### YOUR OBJECTIVE
Could you show each line of the records that contains the word "prompt"?

### DATASET ENTRIES

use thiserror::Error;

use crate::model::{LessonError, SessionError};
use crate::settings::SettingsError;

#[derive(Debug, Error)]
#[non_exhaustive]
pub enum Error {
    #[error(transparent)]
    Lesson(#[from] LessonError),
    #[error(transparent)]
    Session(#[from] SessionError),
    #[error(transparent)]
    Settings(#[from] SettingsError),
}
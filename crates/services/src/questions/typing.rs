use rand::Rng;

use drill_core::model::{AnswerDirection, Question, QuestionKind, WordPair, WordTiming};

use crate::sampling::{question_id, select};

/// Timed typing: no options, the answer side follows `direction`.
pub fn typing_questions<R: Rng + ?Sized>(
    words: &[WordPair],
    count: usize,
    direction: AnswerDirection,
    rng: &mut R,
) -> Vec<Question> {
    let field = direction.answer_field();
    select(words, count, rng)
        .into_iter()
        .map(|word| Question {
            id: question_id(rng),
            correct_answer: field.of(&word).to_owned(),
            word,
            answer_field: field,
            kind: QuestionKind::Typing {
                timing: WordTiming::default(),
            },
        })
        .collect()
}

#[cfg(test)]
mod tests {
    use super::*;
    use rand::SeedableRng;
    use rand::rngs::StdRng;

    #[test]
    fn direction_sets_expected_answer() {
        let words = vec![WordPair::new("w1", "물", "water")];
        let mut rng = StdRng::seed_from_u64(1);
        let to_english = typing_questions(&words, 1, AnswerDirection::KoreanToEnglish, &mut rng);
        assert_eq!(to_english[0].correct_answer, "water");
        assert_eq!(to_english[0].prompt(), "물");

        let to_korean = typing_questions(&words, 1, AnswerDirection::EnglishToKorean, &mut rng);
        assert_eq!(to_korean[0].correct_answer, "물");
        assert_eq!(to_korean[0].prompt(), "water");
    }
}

### TASK OUTPUT
        assert_eq!(to_english[0].prompt(), "물");
        assert_eq!(to_korean[0].prompt(), "water");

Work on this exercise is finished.